When will a newborn start sleeping longer?
Noticeable changes in the sleep patterns of a newborn happen gradually. Infants won’t sleep through the night until they’re around 5 months old or weigh roughly 12 pounds. By then, their stomach has grown in size a bit. Since there’s so much variation between babies, however, this may not occur until they’re closer to 1.
When your little one’s ready for bed, they send signals to let you know. Eye rubbing, yawning, fussiness, and crying are all indications of tiredness.
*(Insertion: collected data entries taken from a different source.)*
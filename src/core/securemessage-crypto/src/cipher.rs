//! AES-256-CBC encryption with PKCS#7 padding.
//!
//! The cipher is deterministic: the same key, IV and plaintext always give
//! the same ciphertext. Callers own IV freshness.

use aes::cipher::{block_padding::Pkcs7, BlockDecryptMut, BlockEncryptMut, KeyIvInit};
use aes::Aes256;
use zeroize::Zeroizing;

use crate::error::CryptoError;
use crate::keys::SecretKey;

type Aes256CbcEnc = cbc::Encryptor<Aes256>;
type Aes256CbcDec = cbc::Decryptor<Aes256>;

/// Size of an AES-256 key in bytes.
pub const KEY_SIZE: usize = 32;

/// Size of a CBC initialization vector in bytes.
pub const IV_SIZE: usize = 16;

/// AES block size in bytes.
pub const BLOCK_SIZE: usize = 16;

/// Encrypts plaintext using AES-256-CBC.
///
/// The plaintext is PKCS#7 padded, so the ciphertext is always a non-empty
/// multiple of [`BLOCK_SIZE`]. An empty plaintext yields one padding block.
///
/// # Arguments
///
/// * `key` - 32-byte encryption key
/// * `iv` - 16-byte initialization vector
/// * `plaintext` - Data to encrypt
pub fn aes256_cbc_encrypt(
    key: &SecretKey,
    iv: &[u8],
    plaintext: &[u8],
) -> Result<Vec<u8>, CryptoError> {
    check_key_and_iv(key, iv)?;

    let cipher = Aes256CbcEnc::new_from_slices(key.as_bytes(), iv)
        .map_err(|e| CryptoError::EncryptionFailed(e.to_string()))?;

    Ok(cipher.encrypt_padded_vec_mut::<Pkcs7>(plaintext))
}

/// Decrypts ciphertext using AES-256-CBC.
///
/// # Returns
///
/// Decrypted plaintext wrapped in `Zeroizing` for automatic memory cleanup.
///
/// # Errors
///
/// Fails on a wrong-size key, IV or ciphertext, and on malformed padding.
pub fn aes256_cbc_decrypt(
    key: &SecretKey,
    iv: &[u8],
    ciphertext: &[u8],
) -> Result<Zeroizing<Vec<u8>>, CryptoError> {
    check_key_and_iv(key, iv)?;

    if ciphertext.is_empty() || ciphertext.len() % BLOCK_SIZE != 0 {
        return Err(CryptoError::DecryptionFailed(format!(
            "ciphertext length {} is not a positive multiple of {}",
            ciphertext.len(),
            BLOCK_SIZE
        )));
    }

    let cipher = Aes256CbcDec::new_from_slices(key.as_bytes(), iv)
        .map_err(|e| CryptoError::DecryptionFailed(e.to_string()))?;

    let plaintext = cipher
        .decrypt_padded_vec_mut::<Pkcs7>(ciphertext)
        .map_err(|_| CryptoError::DecryptionFailed("invalid padding".to_string()))?;

    Ok(Zeroizing::new(plaintext))
}

fn check_key_and_iv(key: &SecretKey, iv: &[u8]) -> Result<(), CryptoError> {
    if key.as_bytes().len() != KEY_SIZE {
        return Err(CryptoError::InvalidKey(format!(
            "expected {} bytes, got {}",
            KEY_SIZE,
            key.as_bytes().len()
        )));
    }

    if iv.len() != IV_SIZE {
        return Err(CryptoError::InvalidInput(format!(
            "expected {} byte IV, got {}",
            IV_SIZE,
            iv.len()
        )));
    }

    Ok(())
}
To regulate the sleep patterns of a newborn, it’s important to create a bedtime routine. Experts recommend placing them in their crib before they actually fall asleep. Once they become accustomed to falling asleep in your arms, they may resist doing it any other way.
Further encourage their independence by waiting a few minutes to respond to a fussy baby. It teaches them to fall back asleep on their own. If the crying continues, check on them, but avoid turning on the light, playing with them, or picking them up.
You can also help trigger their circadian rhythm by opening the blinds in the morning to let the light in. It boosts melatonin production and allows them to make the connection between daylight and waking up.
Lastly, a quiet, relaxing activity prepares them for bedtime. Give your infant a warm bath, breastfeed them, or read them a book in a soothing voice.
Bear in mind that building a routine sleep schedule for them requires time. Don’t compare the sleep patterns of a newborn to those of adults or even other children, as everyone is different. Remain patient and before you know it, both you and your baby will be able to get a good night’s rest every night.